Und wir haben zwischen 2001 und 2013 ein Besuchsprogramm aufgelegt: Unserer Einladung, noch einmal den Ort ihrer Leidenszeit aufzusuchen, sind etwa 400 ehemalige Zwangsarbeiterinnen und Zwangsarbeiter gefolgt. Sie wurden offiziell willkommen geheißen, konnten mit Schulklassen und anderen Gruppen zusammentreffen und über ihre Erfahrungen berichten.
Ich bin dankbar dafür und für unsere Stadt auch ein wenig stolz: Hamburg zeigt heute ein anderes Gesicht als damals: weltoffen und mitfühlend. Wir sind Teil eines demokratischen und rechtsstaatlichen Deutschland, das seine Vergangenheit nicht ausblendet. Deshalb freue ich mich besonders, dass Sie, verehrte Frau Dr. Lieblova als Zeitzeugin heute Abend hier sind und zu uns sprechen werden.
Meine Damen und Herren,
Rund 120 Tausend Menschen haben diese Ausstellung hier seit ihrer Eröffnung vor fünf Jahren gesehen. Ich halte es für ein gutes, ermutigendes Zeichen, dass ihr bislang nicht nur in Berlin und Dortmund Raum gegeben wurde, sondern auch in Moskau, Warschau und Prag.

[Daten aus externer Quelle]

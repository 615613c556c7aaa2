//! Request counters and latency histograms
//!
//! - `http_requests_total{method, path, status}`
//! - `http_request_duration_seconds{method, path}`
//!
//! `path` is the matched route template (`/api/v1/bookings/{id}`), so ids
//! never become label values.

use std::time::Instant;

use axum::{body::Body, extract::MatchedPath, http::Request, middleware::Next, response::Response};

pub async fn http_metrics_middleware(request: Request<Body>, next: Next) -> Response {
    let method = request.method().to_string();
    let path = request
        .extensions()
        .get::<MatchedPath>()
        .map(|mp| mp.as_str().to_string())
        .unwrap_or_else(|| "unmatched".to_string());

    let start = Instant::now();
    let response = next.run(request).await;
    let elapsed = start.elapsed().as_secs_f64();

    let status = response.status().as_u16().to_string();
    metrics::counter!("http_requests_total", "method" => method.clone(), "path" => path.clone(), "status" => status)
        .increment(1);
    metrics::histogram!("http_request_duration_seconds", "method" => method, "path" => path)
        .record(elapsed);

    response
}
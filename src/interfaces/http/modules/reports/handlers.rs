//! Report API handlers

use std::sync::Arc;

use axum::{
    extract::{Query, State},
    Extension, Json,
};
use chrono::{Datelike, Utc};

use super::dto::{BookingReportParams, MonthlyRevenueParams, UtilizationParams};
use crate::application::reporting::{
    BookingsReport, DashboardSummary, MonthlyRevenue, ReportService, UtilizationReport,
};
use crate::interfaces::http::common::{error_response, ApiResponse, ApiResult};
use crate::interfaces::http::middleware::AuthenticatedUser;

#[derive(Clone)]
pub struct ReportHandlerState {
    pub reports: Arc<ReportService>,
}

#[utoipa::path(
    get,
    path = "/api/v1/reports/dashboard",
    tag = "Reports",
    security(("bearer_auth" = [])),
    params(BookingReportParams),
    responses(
        (status = 200, description = "Summary figures", body = ApiResponse<DashboardSummary>),
        (status = 403, description = "Staff only")
    )
)]
pub async fn dashboard(
    State(state): State<ReportHandlerState>,
    Extension(user): Extension<AuthenticatedUser>,
    Query(params): Query<BookingReportParams>,
) -> ApiResult<DashboardSummary> {
    let summary = state
        .reports
        .dashboard(&user.actor(), params.into())
        .await
        .map_err(error_response)?;

    Ok(Json(ApiResponse::success(summary)))
}

#[utoipa::path(
    get,
    path = "/api/v1/reports/bookings",
    tag = "Reports",
    security(("bearer_auth" = [])),
    params(BookingReportParams),
    responses(
        (status = 200, description = "Filtered bookings, newest start first", body = ApiResponse<BookingsReport>),
        (status = 403, description = "Staff only")
    )
)]
pub async fn bookings_report(
    State(state): State<ReportHandlerState>,
    Extension(user): Extension<AuthenticatedUser>,
    Query(params): Query<BookingReportParams>,
) -> ApiResult<BookingsReport> {
    let report = state
        .reports
        .bookings(&user.actor(), params.into())
        .await
        .map_err(error_response)?;

    Ok(Json(ApiResponse::success(report)))
}

#[utoipa::path(
    get,
    path = "/api/v1/reports/vehicle-utilization",
    tag = "Reports",
    security(("bearer_auth" = [])),
    params(UtilizationParams),
    responses(
        (status = 200, description = "Booked days per vehicle", body = ApiResponse<UtilizationReport>),
        (status = 400, description = "Month out of range"),
        (status = 403, description = "Staff only")
    )
)]
pub async fn vehicle_utilization(
    State(state): State<ReportHandlerState>,
    Extension(user): Extension<AuthenticatedUser>,
    Query(params): Query<UtilizationParams>,
) -> ApiResult<UtilizationReport> {
    let today = Utc::now().date_naive();
    let report = state
        .reports
        .vehicle_utilization(
            &user.actor(),
            params.year.unwrap_or(today.year()),
            params.month.unwrap_or(today.month()),
        )
        .await
        .map_err(error_response)?;

    Ok(Json(ApiResponse::success(report)))
}

#[utoipa::path(
    get,
    path = "/api/v1/reports/monthly-revenue",
    tag = "Reports",
    security(("bearer_auth" = [])),
    params(MonthlyRevenueParams),
    responses(
        (status = 200, description = "Revenue for each month of the year", body = ApiResponse<Vec<MonthlyRevenue>>),
        (status = 403, description = "Staff only")
    )
)]
pub async fn monthly_revenue(
    State(state): State<ReportHandlerState>,
    Extension(user): Extension<AuthenticatedUser>,
    Query(params): Query<MonthlyRevenueParams>,
) -> ApiResult<Vec<MonthlyRevenue>> {
    let year = params.year.unwrap_or_else(|| Utc::now().year());
    let revenue = state
        .reports
        .monthly_revenue(&user.actor(), year)
        .await
        .map_err(error_response)?;

    Ok(Json(ApiResponse::success(revenue)))
}
//! Booking lifecycle and the periodic status jobs.

pub mod jobs;
pub mod service;

pub use jobs::{run_booking_jobs, start_booking_jobs, BookingJobsConfig, JobRunReport};
pub use service::{BookingChanges, BookingRequest, BookingService, StatusGroup};
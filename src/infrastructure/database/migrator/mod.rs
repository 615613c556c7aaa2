//! Database migrations module

pub use sea_orm_migration::prelude::*;

mod m20250101_000001_create_users;
mod m20250101_000002_create_customers;
mod m20250101_000003_create_vehicles;
mod m20250101_000004_create_bookings;

pub struct Migrator;

#[async_trait::async_trait]
impl MigratorTrait for Migrator {
    fn migrations() -> Vec<Box<dyn MigrationTrait>> {
        vec![
            Box::new(m20250101_000001_create_users::Migration),
            Box::new(m20250101_000002_create_customers::Migration),
            Box::new(m20250101_000003_create_vehicles::Migration),
            Box::new(m20250101_000004_create_bookings::Migration),
        ]
    }
}
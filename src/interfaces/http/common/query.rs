//! Parsing of string query parameters

use chrono::NaiveDate;

use super::{bad_request, ApiError};

/// Strict `YYYY-MM-DD`; absent or blank values are `None`.
pub fn parse_date(field: &str, value: Option<&str>) -> Result<Option<NaiveDate>, ApiError> {
    match value.map(str::trim).filter(|v| !v.is_empty()) {
        None => Ok(None),
        Some(raw) => NaiveDate::parse_from_str(raw, "%Y-%m-%d")
            .map(Some)
            .map_err(|_| bad_request(format!("{} must be a date in YYYY-MM-DD format", field))),
    }
}

/// Like [`parse_date`] but unparseable values are dropped.
pub fn lenient_date(value: Option<&str>) -> Option<NaiveDate> {
    value.and_then(|v| NaiveDate::parse_from_str(v.trim(), "%Y-%m-%d").ok())
}

/// Parse an optional enum-like parameter with `parse`, 400 on unknown values.
pub fn parse_choice<T>(
    field: &str,
    value: Option<&str>,
    parse: impl Fn(&str) -> Option<T>,
) -> Result<Option<T>, ApiError> {
    match value.map(str::trim).filter(|v| !v.is_empty()) {
        None => Ok(None),
        Some(raw) => parse(raw)
            .map(Some)
            .ok_or_else(|| bad_request(format!("Invalid {}: {}", field, raw))),
    }
}

#[cfg(test)]
mod tests {
    use super::*;
    use crate::domain::BookingStatus;

    #[test]
    fn dates_are_strict_unless_lenient() {
        assert_eq!(
            parse_date("start_date", Some("2030-01-05")).unwrap(),
            NaiveDate::from_ymd_opt(2030, 1, 5)
        );
        assert_eq!(parse_date("start_date", Some("")).unwrap(), None);
        assert!(parse_date("start_date", Some("05/01/2030")).is_err());
        assert_eq!(lenient_date(Some("05/01/2030")), None);
    }

    #[test]
    fn unknown_choice_is_rejected() {
        assert_eq!(
            parse_choice("status", Some("Pending"), BookingStatus::parse).unwrap(),
            Some(BookingStatus::Pending)
        );
        assert!(parse_choice("status", Some("lost"), BookingStatus::parse).is_err());
        assert_eq!(parse_choice("status", None, BookingStatus::parse).unwrap(), None);
    }
}
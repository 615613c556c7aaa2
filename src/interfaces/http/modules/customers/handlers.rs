//! Customer API handlers

use std::sync::Arc;

use axum::{
    extract::{Path, Query, State},
    Extension, Json,
};
use chrono::Utc;

use super::dto::{CustomerDto, ListCustomersParams, SetCustomerStatusRequest, UpdateProfileRequest};
use crate::application::CustomerService;
use crate::domain::customer::{CustomerFilter, CustomerStatus};
use crate::domain::DomainError;
use crate::interfaces::http::common::{
    error_response, parse_choice, ApiError, ApiResponse, ApiResult, PaginatedResponse,
    ValidatedJson,
};
use crate::interfaces::http::middleware::AuthenticatedUser;
use crate::shared::{non_blank, PaginationParams};

#[derive(Clone)]
pub struct CustomerHandlerState {
    pub customers: Arc<CustomerService>,
}

/// Profile endpoints belong to customer accounts only.
fn require_customer(user: &AuthenticatedUser) -> Result<(), ApiError> {
    if user.role.is_staff() {
        return Err(error_response(DomainError::Forbidden(
            "Staff accounts do not have a customer profile".into(),
        )));
    }
    Ok(())
}

#[utoipa::path(
    get,
    path = "/api/v1/customers/profile",
    tag = "Customers",
    security(("bearer_auth" = [])),
    responses(
        (status = 200, description = "Own profile", body = ApiResponse<CustomerDto>),
        (status = 403, description = "Staff account")
    )
)]
pub async fn get_profile(
    State(state): State<CustomerHandlerState>,
    Extension(user): Extension<AuthenticatedUser>,
) -> ApiResult<CustomerDto> {
    require_customer(&user)?;

    let profile = state
        .customers
        .own_profile(&user.actor())
        .await
        .map_err(error_response)?;

    Ok(Json(ApiResponse::success(CustomerDto::from(profile))))
}

#[utoipa::path(
    put,
    path = "/api/v1/customers/profile",
    tag = "Customers",
    security(("bearer_auth" = [])),
    request_body = UpdateProfileRequest,
    responses(
        (status = 200, description = "Profile updated", body = ApiResponse<CustomerDto>),
        (status = 400, description = "Invalid phone number or under-age date of birth"),
        (status = 409, description = "Driver license number already registered")
    )
)]
pub async fn update_profile(
    State(state): State<CustomerHandlerState>,
    Extension(user): Extension<AuthenticatedUser>,
    ValidatedJson(request): ValidatedJson<UpdateProfileRequest>,
) -> ApiResult<CustomerDto> {
    require_customer(&user)?;

    let profile = state
        .customers
        .update_own_profile(&user.actor(), request.into(), Utc::now().date_naive())
        .await
        .map_err(error_response)?;

    Ok(Json(ApiResponse::success(CustomerDto::from(profile))))
}

#[utoipa::path(
    get,
    path = "/api/v1/customers",
    tag = "Customers",
    security(("bearer_auth" = [])),
    params(ListCustomersParams),
    responses(
        (status = 200, description = "Customer list", body = ApiResponse<PaginatedResponse<CustomerDto>>),
        (status = 403, description = "Staff only")
    )
)]
pub async fn list_customers(
    State(state): State<CustomerHandlerState>,
    Extension(user): Extension<AuthenticatedUser>,
    Query(params): Query<ListCustomersParams>,
) -> ApiResult<PaginatedResponse<CustomerDto>> {
    let filter = CustomerFilter {
        status: parse_choice("status", params.status.as_deref(), CustomerStatus::parse)?,
        search: non_blank(params.search),
    };

    let page = state
        .customers
        .list(&user.actor(), filter, PaginationParams::new(params.page, params.limit))
        .await
        .map_err(error_response)?;

    Ok(Json(ApiResponse::success(PaginatedResponse::from(page))))
}

#[utoipa::path(
    get,
    path = "/api/v1/customers/{id}",
    tag = "Customers",
    security(("bearer_auth" = [])),
    params(("id" = i32, Path, description = "Customer ID")),
    responses(
        (status = 200, description = "Customer details", body = ApiResponse<CustomerDto>),
        (status = 404, description = "Not found")
    )
)]
pub async fn get_customer(
    State(state): State<CustomerHandlerState>,
    Extension(user): Extension<AuthenticatedUser>,
    Path(id): Path<i32>,
) -> ApiResult<CustomerDto> {
    let actor = user.actor();
    actor.require_staff().map_err(error_response)?;

    let customer = state
        .customers
        .get(&actor, id)
        .await
        .map_err(error_response)?;

    Ok(Json(ApiResponse::success(CustomerDto::from(customer))))
}

#[utoipa::path(
    put,
    path = "/api/v1/customers/{id}/status",
    tag = "Customers",
    security(("bearer_auth" = [])),
    params(("id" = i32, Path, description = "Customer ID")),
    request_body = SetCustomerStatusRequest,
    responses(
        (status = 200, description = "Status changed", body = ApiResponse<CustomerDto>),
        (status = 400, description = "Unknown status"),
        (status = 404, description = "Not found")
    )
)]
pub async fn set_customer_status(
    State(state): State<CustomerHandlerState>,
    Extension(user): Extension<AuthenticatedUser>,
    Path(id): Path<i32>,
    ValidatedJson(request): ValidatedJson<SetCustomerStatusRequest>,
) -> ApiResult<CustomerDto> {
    let actor = user.actor();
    actor.require_staff().map_err(error_response)?;

    let Some(status) = parse_choice("status", Some(&request.status), CustomerStatus::parse)? else {
        return Err(error_response(DomainError::Validation("status is required".into())));
    };

    let customer = state
        .customers
        .set_status(&actor, id, status)
        .await
        .map_err(error_response)?;

    Ok(Json(ApiResponse::success(CustomerDto::from(customer))))
}
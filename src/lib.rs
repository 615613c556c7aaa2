//! # Rentcar
//!
//! Vehicle rental backend: accounts, customer profiles, the vehicle
//! catalog, bookings with overlap checks and pricing, periodic booking
//! status jobs and staff reports.
//!
//! ## Architecture
//!
//! - **domain**: entities, business rules and repository traits
//! - **application**: use-case services and the booking jobs
//! - **infrastructure**: SeaORM persistence, JWT and password hashing
//! - **interfaces**: REST API with Swagger documentation
//! - **shared**: errors, pagination, validation helpers, shutdown

pub mod application;
pub mod config;
pub mod domain;
pub mod infrastructure;
pub mod interfaces;
pub mod server;
pub mod shared;

pub use config::{default_config_path, AppConfig};

// Re-export database types for easy access
pub use infrastructure::{init_database, DatabaseConfig, SeaOrmRepositoryProvider};

pub use interfaces::http::create_api_router;
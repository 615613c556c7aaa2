//! Authentication API handlers

use std::sync::Arc;

use axum::{extract::State, http::StatusCode, Extension, Json};

use super::dto::{
    AccountInfo, ChangePasswordRequest, LoginRequest, LoginResponse, RefreshRequest,
    RefreshResponse, RegisterRequest, RegisterResponse,
};
use crate::application::identity::{IdentityService, RegisterAccount};
use crate::interfaces::http::common::{
    error_response, ApiError, ApiResponse, ApiResult, MessageResponse, ValidatedJson,
};
use crate::interfaces::http::middleware::AuthenticatedUser;

#[derive(Clone)]
pub struct AuthHandlerState {
    pub identity: Arc<IdentityService>,
}

#[utoipa::path(
    post,
    path = "/api/v1/auth/register",
    tag = "Authentication",
    request_body = RegisterRequest,
    responses(
        (status = 201, description = "Customer account created", body = ApiResponse<RegisterResponse>),
        (status = 400, description = "Passwords do not match"),
        (status = 409, description = "Username or email already taken"),
        (status = 422, description = "Validation error")
    )
)]
pub async fn register(
    State(state): State<AuthHandlerState>,
    ValidatedJson(request): ValidatedJson<RegisterRequest>,
) -> Result<(StatusCode, Json<ApiResponse<RegisterResponse>>), ApiError> {
    let account = state
        .identity
        .register(RegisterAccount {
            username: request.username,
            email: request.email,
            password: request.password,
            confirm_password: request.confirm_password,
        })
        .await
        .map_err(error_response)?;

    Ok((
        StatusCode::CREATED,
        Json(ApiResponse::success(RegisterResponse {
            message: "Registration successful".to_string(),
            user: AccountInfo::from(account),
        })),
    ))
}

#[utoipa::path(
    post,
    path = "/api/v1/auth/login",
    tag = "Authentication",
    request_body = LoginRequest,
    responses(
        (status = 200, description = "Access and refresh tokens", body = ApiResponse<LoginResponse>),
        (status = 401, description = "Invalid credentials or disabled account")
    )
)]
pub async fn login(
    State(state): State<AuthHandlerState>,
    ValidatedJson(request): ValidatedJson<LoginRequest>,
) -> ApiResult<LoginResponse> {
    let tokens = state
        .identity
        .login(&request.username, &request.password)
        .await
        .map_err(error_response)?;

    Ok(Json(ApiResponse::success(LoginResponse::from(tokens))))
}

#[utoipa::path(
    post,
    path = "/api/v1/auth/refresh",
    tag = "Authentication",
    request_body = RefreshRequest,
    responses(
        (status = 200, description = "New access token", body = ApiResponse<RefreshResponse>),
        (status = 401, description = "Invalid or expired refresh token")
    )
)]
pub async fn refresh(
    State(state): State<AuthHandlerState>,
    ValidatedJson(request): ValidatedJson<RefreshRequest>,
) -> ApiResult<RefreshResponse> {
    let token = state
        .identity
        .refresh(&request.refresh)
        .await
        .map_err(error_response)?;

    Ok(Json(ApiResponse::success(RefreshResponse::from(token))))
}

#[utoipa::path(
    get,
    path = "/api/v1/auth/me",
    tag = "Authentication",
    security(("bearer_auth" = [])),
    responses(
        (status = 200, description = "Current account", body = ApiResponse<AccountInfo>),
        (status = 401, description = "Not authenticated")
    )
)]
pub async fn me(
    State(state): State<AuthHandlerState>,
    Extension(user): Extension<AuthenticatedUser>,
) -> ApiResult<AccountInfo> {
    let account = state
        .identity
        .current_account(&user.actor())
        .await
        .map_err(error_response)?;

    Ok(Json(ApiResponse::success(AccountInfo::from(account))))
}

#[utoipa::path(
    put,
    path = "/api/v1/auth/change-password",
    tag = "Authentication",
    security(("bearer_auth" = [])),
    request_body = ChangePasswordRequest,
    responses(
        (status = 200, description = "Password changed", body = ApiResponse<MessageResponse>),
        (status = 401, description = "Invalid current password"),
        (status = 422, description = "New password too short")
    )
)]
pub async fn change_password(
    State(state): State<AuthHandlerState>,
    Extension(user): Extension<AuthenticatedUser>,
    ValidatedJson(request): ValidatedJson<ChangePasswordRequest>,
) -> ApiResult<MessageResponse> {
    state
        .identity
        .change_password(&user.actor(), &request.current_password, &request.new_password)
        .await
        .map_err(error_response)?;

    Ok(Json(ApiResponse::success(MessageResponse::new(
        "Password changed successfully",
    ))))
}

Diese Ausstellung geht allen unter die Haut. Ihr Raum zu geben aber, ist das Statement einer offenen Gesellschaft. Der Stiftung Erinnerung, Verantwortung und Zukunft, der Stiftung Gedenkstätten Buchenwald und Mittelbau-Dora, der Körber-Stiftung, der KZ-Gedenkstätte Neuengamme, der Stiftung Historische Museen Hamburg, dem Museum der Arbeit und allen, die daran mitwirkt haben und es in Zukunft tun werden, gilt mein herzlicher Dank.
Es gilt das gesprochene Wort.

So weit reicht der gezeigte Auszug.